WHAT IS EXPECTED: Go through the records and copy each line where the word "DeserializeOwned" occurs.

*** EXTRACTED ENTRIES Section Begins ***

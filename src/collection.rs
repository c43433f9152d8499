//! Typed collections over the persisted store.
//!
//! Each entity lives as a JSON array under one store key. Records are
//! replaced by id on update and filtered out on delete.

use serde::de::DeserializeOwned;
use serde::Serialize;

use crate::error::{CrmError, Result};
use crate::storage::Storage;

pub trait Record: Serialize + DeserializeOwned + Clone + Send + Sync + 'static {
    /// Store key holding the whole collection.
    const COLLECTION: &'static str;
    /// Singular name used in logs and errors.
    const ENTITY: &'static str;

    fn id(&self) -> &str;
}

pub struct Collection<T: Record> {
    storage: Storage,
    seed: fn() -> Vec<T>,
}

impl<T: Record> Clone for Collection<T> {
    fn clone(&self) -> Self {
        Self {
            storage: self.storage.clone(),
            seed: self.seed,
        }
    }
}

impl<T: Record> Collection<T> {
    /// `seed` is what the collection holds (and persists) the first time it
    /// is read from an empty store.
    pub fn new(storage: Storage, seed: fn() -> Vec<T>) -> Self {
        Self { storage, seed }
    }

    pub fn storage(&self) -> &Storage {
        &self.storage
    }

    pub fn all(&self) -> Result<Vec<T>> {
        self.storage.read(T::COLLECTION, self.seed)
    }

    pub fn get(&self, id: &str) -> Result<Option<T>> {
        Ok(self.all()?.into_iter().find(|r| r.id() == id))
    }

    pub fn insert(&self, record: T) -> Result<T> {
        let id = record.id().to_string();
        let inserted = self.storage.mutate(T::COLLECTION, self.seed, |items: &mut Vec<T>| {
            if items.iter().any(|r| r.id() == record.id()) {
                return Err(CrmError::Validation(format!(
                    "{} with id {} already exists",
                    T::ENTITY,
                    record.id()
                )));
            }
            items.push(record.clone());
            Ok(Some(record))
        })?;
        inserted.ok_or_else(|| CrmError::not_found(T::ENTITY, id))
    }

    /// Apply `f` to the record with `id`. `Ok(None)` when no such record
    /// exists; an error from `f` leaves the collection untouched.
    pub fn modify<F>(&self, id: &str, f: F) -> Result<Option<T>>
    where
        F: FnOnce(&mut T) -> Result<()>,
    {
        self.storage
            .mutate(T::COLLECTION, self.seed, |items: &mut Vec<T>| {
                match items.iter_mut().find(|r| r.id() == id) {
                    Some(record) => {
                        f(record)?;
                        Ok(Some(record.clone()))
                    }
                    None => Ok(None),
                }
            })
    }

    /// True when a record was removed.
    pub fn remove(&self, id: &str) -> Result<bool> {
        let removed = self
            .storage
            .mutate(T::COLLECTION, self.seed, |items: &mut Vec<T>| {
                let before = items.len();
                items.retain(|r| r.id() != id);
                Ok((items.len() < before).then_some(()))
            })?;
        Ok(removed.is_some())
    }

    pub fn replace_all(&self, records: &[T]) -> Result<()> {
        self.storage.write(T::COLLECTION, &records)
    }
}

#[cfg(test)]
mod tests {
    use super::*;
    use serde::Deserialize;

    #[derive(Serialize, Deserialize, Debug, Clone, PartialEq)]
    struct Note {
        id: String,
        body: String,
    }

    impl Record for Note {
        const COLLECTION: &'static str = "notes";
        const ENTITY: &'static str = "Note";

        fn id(&self) -> &str {
            &self.id
        }
    }

    fn note(id: &str, body: &str) -> Note {
        Note {
            id: id.into(),
            body: body.into(),
        }
    }

    fn seeded() -> Vec<Note> {
        vec![note("1", "first")]
    }

    #[test]
    fn test_seed_then_crud() {
        let notes = Collection::new(Storage::memory(), seeded);
        assert_eq!(notes.all().unwrap(), seeded());

        notes.insert(note("2", "second")).unwrap();
        assert!(notes.insert(note("2", "dup")).is_err());
        assert_eq!(notes.all().unwrap().len(), 2);

        let edited = notes
            .modify("2", |n| {
                n.body = "edited".into();
                Ok(())
            })
            .unwrap();
        assert_eq!(edited.unwrap().body, "edited");
        assert!(notes.modify("missing", |_| Ok(())).unwrap().is_none());

        assert!(notes.remove("1").unwrap());
        assert!(!notes.remove("1").unwrap());
        assert_eq!(notes.all().unwrap(), vec![note("2", "edited")]);
    }

    #[test]
    fn test_failed_modify_leaves_collection_unchanged() {
        let notes = Collection::new(Storage::memory(), seeded);
        let result = notes.modify("1", |n| {
            n.body = "half-done".into();
            Err(CrmError::Validation("nope".into()))
        });
        assert!(result.is_err());
        assert_eq!(notes.get("1").unwrap().unwrap().body, "first");
    }
}
//! Contact filtering and segmentation.
//!
//! Pure functions over in-memory slices. Results keep the input order and
//! borrow from it.

use serde::{Deserialize, Serialize};

use crate::error::{CrmError, Result};
use crate::models::{
    Contact, EngagementBand, PlanType, Purchase, PurchaseStatus, SegmentCriteria, Source,
    Subscription,
};

/// Case-insensitive substring search over name, email and company, combined
/// with an optional exact tag. An empty search matches every contact.
pub fn filter_contacts<'a>(
    contacts: &'a [Contact],
    search: &str,
    tag: Option<&str>,
) -> Vec<&'a Contact> {
    let needle = search.trim().to_lowercase();
    let tag = tag.map(str::trim).filter(|t| !t.is_empty());
    contacts
        .iter()
        .filter(|c| needle.is_empty() || matches_text(c, &needle))
        .filter(|c| tag.map_or(true, |t| c.has_tag(t)))
        .collect()
}

fn matches_text(contact: &Contact, needle: &str) -> bool {
    let contains = |field: &str| field.to_lowercase().contains(needle);
    contains(&contact.full_name())
        || contains(&contact.email)
        || contact.company.as_deref().is_some_and(contains)
}

/// One-dimension predicate over contacts.
#[derive(Serialize, Deserialize, Debug, Clone, PartialEq, Eq)]
#[serde(tag = "dimension", content = "value", rename_all = "camelCase")]
pub enum Segment {
    Tag(String),
    JobTitle(String),
    Source(Source),
    Engagement(EngagementBand),
}

impl Segment {
    /// Build a segment from the `dimension`/`value` pair used by query strings.
    pub fn parse(dimension: &str, value: &str) -> Result<Self> {
        match dimension.trim() {
            "tag" => Ok(Segment::Tag(value.to_string())),
            "jobTitle" | "job_title" => Ok(Segment::JobTitle(value.to_string())),
            "source" => Ok(Segment::Source(value.parse()?)),
            "engagement" => Ok(Segment::Engagement(value.parse()?)),
            other => Err(CrmError::Validation(format!(
                "unknown segment dimension '{other}'"
            ))),
        }
    }

    pub fn matches(&self, contact: &Contact) -> bool {
        match self {
            Segment::Tag(tag) => contact.has_tag(tag),
            Segment::JobTitle(title) => contact.job_title.as_deref() == Some(title.as_str()),
            Segment::Source(source) => contact.source == *source,
            Segment::Engagement(band) => band.contains(contact.engagement_score),
        }
    }
}

pub fn segment_members<'a>(contacts: &'a [Contact], segment: &Segment) -> Vec<&'a Contact> {
    contacts.iter().filter(|c| segment.matches(c)).collect()
}

pub fn segment_count(contacts: &[Contact], segment: &Segment) -> usize {
    contacts.iter().filter(|c| segment.matches(c)).count()
}

pub fn all_tags(contacts: &[Contact]) -> Vec<String> {
    distinct(contacts.iter().flat_map(|c| c.tags.iter().cloned()))
}

pub fn all_job_titles(contacts: &[Contact]) -> Vec<String> {
    distinct(
        contacts
            .iter()
            .filter_map(|c| c.job_title.clone())
            .filter(|t| !t.is_empty()),
    )
}

pub fn all_sources(contacts: &[Contact]) -> Vec<Source> {
    distinct(contacts.iter().map(|c| c.source))
}

fn distinct<T: PartialEq>(items: impl Iterator<Item = T>) -> Vec<T> {
    let mut out = Vec::new();
    for item in items {
        if !out.contains(&item) {
            out.push(item);
        }
    }
    out
}

#[derive(Serialize, Deserialize, Debug, Clone, PartialEq)]
pub struct SegmentSummary {
    #[serde(flatten)]
    pub segment: Segment,
    pub count: usize,
}

/// Every segment that has at least one candidate value, with member counts:
/// tags, job titles and sources in first-seen order, then the three
/// engagement bands.
pub fn catalog_with_counts(contacts: &[Contact]) -> Vec<SegmentSummary> {
    let segments = all_tags(contacts)
        .into_iter()
        .map(Segment::Tag)
        .chain(all_job_titles(contacts).into_iter().map(Segment::JobTitle))
        .chain(all_sources(contacts).into_iter().map(Segment::Source))
        .chain(EngagementBand::ALL.iter().copied().map(Segment::Engagement));
    segments
        .map(|segment| SegmentSummary {
            count: segment_count(contacts, &segment),
            segment,
        })
        .collect()
}

/// Resolve campaign criteria to contacts. Subscription types match any of the
/// contact's subscriptions; purchase history matches completed purchases by
/// product id. Criteria with no fields select everyone.
pub fn resolve_criteria<'a>(
    contacts: &'a [Contact],
    subscriptions: &[Subscription],
    purchases: &[Purchase],
    criteria: &SegmentCriteria,
) -> Vec<&'a Contact> {
    contacts
        .iter()
        .filter(|c| criteria_match(c, subscriptions, purchases, criteria))
        .collect()
}

fn criteria_match(
    contact: &Contact,
    subscriptions: &[Subscription],
    purchases: &[Purchase],
    criteria: &SegmentCriteria,
) -> bool {
    fn any_of<T>(wanted: &Option<Vec<T>>, test: impl Fn(&T) -> bool) -> bool {
        match wanted {
            Some(list) if !list.is_empty() => list.iter().any(test),
            _ => true,
        }
    }

    let plan_held = |plan: &PlanType| {
        subscriptions
            .iter()
            .any(|s| s.contact_id == contact.id && s.plan == *plan)
    };
    let bought = |product_id: &String| {
        purchases.iter().any(|p| {
            p.contact_id == contact.id
                && p.product_id == *product_id
                && p.status == PurchaseStatus::Completed
        })
    };

    any_of(&criteria.tags, |t| contact.has_tag(t))
        && any_of(&criteria.job_titles, |t| contact.job_title.as_ref() == Some(t))
        && any_of(&criteria.source, |s| contact.source == *s)
        && any_of(&criteria.subscription_types, plan_held)
        && any_of(&criteria.purchase_history, bought)
        && criteria
            .engagement_level
            .map_or(true, |band| band.contains(contact.engagement_score))
}
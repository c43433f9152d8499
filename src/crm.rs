//! Entry point tying the entity services to one store.

use chrono::Utc;
use std::path::{Path, PathBuf};
use tracing::info;

use crate::analytics::{self, CampaignSummary, DashboardSummary, RevenuePoint, SubscriptionPoint};
use crate::campaigns::Campaigns;
use crate::collection::{Collection, Record};
use crate::contacts::Contacts;
use crate::error::Result;
use crate::fixtures;
use crate::models::{Contact, EmailCampaign, Product, Purchase, Subscription};
use crate::products::Products;
use crate::purchases::Purchases;
use crate::reports::{self, DateRange, Report};
use crate::settings::{Settings, SettingsService, SETTINGS_KEY};
use crate::storage::Storage;
use crate::subscriptions::Subscriptions;

/// Store keys of every collection, in load order.
pub const COLLECTIONS: [&str; 6] = [
    Contact::COLLECTION,
    Subscription::COLLECTION,
    Product::COLLECTION,
    Purchase::COLLECTION,
    EmailCampaign::COLLECTION,
    SETTINGS_KEY,
];

fn nothing<T>() -> Vec<T> {
    Vec::new()
}

fn seed<T>(enabled: bool, fixtures: fn() -> Vec<T>) -> fn() -> Vec<T> {
    if enabled {
        fixtures
    } else {
        nothing
    }
}

/// Cheap to clone; every clone shares the same store.
#[derive(Clone)]
pub struct Crm {
    storage: Storage,
    contacts: Contacts,
    products: Products,
    subscriptions: Subscriptions,
    purchases: Purchases,
    campaigns: Campaigns,
    settings: SettingsService,
}

impl Crm {
    /// With `seed_fixtures`, collections that were never written start out
    /// holding the bundled sample data; otherwise they start empty.
    pub fn new(storage: Storage, seed_fixtures: bool) -> Self {
        let contacts = Contacts::new(
            storage.clone(),
            seed(seed_fixtures, fixtures::contacts),
        );
        let products = Products::new(
            storage.clone(),
            seed(seed_fixtures, fixtures::products),
        );
        let subscriptions = Subscriptions::new(
            storage.clone(),
            seed(seed_fixtures, fixtures::subscriptions),
            contacts.clone(),
        );
        let purchases = Purchases::new(
            storage.clone(),
            seed(seed_fixtures, fixtures::purchases),
            contacts.clone(),
            products.clone(),
        );
        let campaigns = Campaigns::new(
            storage.clone(),
            seed(seed_fixtures, fixtures::campaigns),
            contacts.clone(),
            subscriptions.clone(),
            purchases.clone(),
        );
        let settings = SettingsService::new(storage.clone(), fixtures::settings);
        Self {
            storage,
            contacts,
            products,
            subscriptions,
            purchases,
            campaigns,
            settings,
        }
    }

    pub fn storage(&self) -> &Storage {
        &self.storage
    }

    pub fn contacts(&self) -> &Contacts {
        &self.contacts
    }

    pub fn products(&self) -> &Products {
        &self.products
    }

    pub fn subscriptions(&self) -> &Subscriptions {
        &self.subscriptions
    }

    pub fn purchases(&self) -> &Purchases {
        &self.purchases
    }

    pub fn campaigns(&self) -> &Campaigns {
        &self.campaigns
    }

    pub fn settings(&self) -> &SettingsService {
        &self.settings
    }

    pub fn campaign_summary(&self) -> Result<CampaignSummary> {
        Ok(analytics::campaign_summary(&self.campaigns.list()?))
    }

    pub fn revenue_series(&self) -> Result<Vec<RevenuePoint>> {
        Ok(analytics::revenue_series(&self.purchases.list()?))
    }

    pub fn subscription_series(&self) -> Result<Vec<SubscriptionPoint>> {
        Ok(analytics::subscription_series(&self.subscriptions.list()?))
    }

    pub fn dashboard(&self) -> Result<DashboardSummary> {
        Ok(analytics::dashboard(
            self.contacts.list()?.len(),
            &self.subscriptions.list()?,
            &self.purchases.list()?,
            &self.products.list()?,
            &self.campaigns.list()?,
        ))
    }

    pub fn report(&self, range: DateRange) -> Result<Report> {
        Ok(reports::build_report(
            range,
            Utc::now(),
            &self.contacts.list()?,
            &self.products.list()?,
            &self.subscriptions.list()?,
            &self.purchases.list()?,
        ))
    }

    pub fn export_report(&self, range: DateRange, dir: impl AsRef<Path>) -> Result<PathBuf> {
        reports::write_report(&self.report(range)?, dir)
    }

    /// Overwrite every collection with the bundled fixtures.
    pub fn reset_to_fixtures(&self) -> Result<()> {
        Collection::<Contact>::new(self.storage.clone(), nothing)
            .replace_all(&fixtures::contacts())?;
        Collection::<Subscription>::new(self.storage.clone(), nothing)
            .replace_all(&fixtures::subscriptions())?;
        Collection::<Product>::new(self.storage.clone(), nothing)
            .replace_all(&fixtures::products())?;
        Collection::<Purchase>::new(self.storage.clone(), nothing)
            .replace_all(&fixtures::purchases())?;
        Collection::<EmailCampaign>::new(self.storage.clone(), nothing)
            .replace_all(&fixtures::campaigns())?;
        self.storage.write(SETTINGS_KEY, &fixtures::settings())?;
        self.storage.flush()?;
        info!(collections = COLLECTIONS.len(), "collections reset to fixtures");
        Ok(())
    }

    /// Drop every collection so the next read starts from the seeds.
    pub fn clear(&self) -> Result<usize> {
        let mut removed = 0;
        for key in COLLECTIONS {
            if self.storage.remove(key)? {
                removed += 1;
            }
        }
        Ok(removed)
    }

    pub fn current_settings(&self) -> Result<Settings> {
        self.settings.get()
    }
}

*** EXTRACTED ENTRIES Section Ends ***

EXERCISE SOLUTION:
use serde::de::DeserializeOwned;
pub trait Record: Serialize + DeserializeOwned + Clone + Send + Sync + 'static {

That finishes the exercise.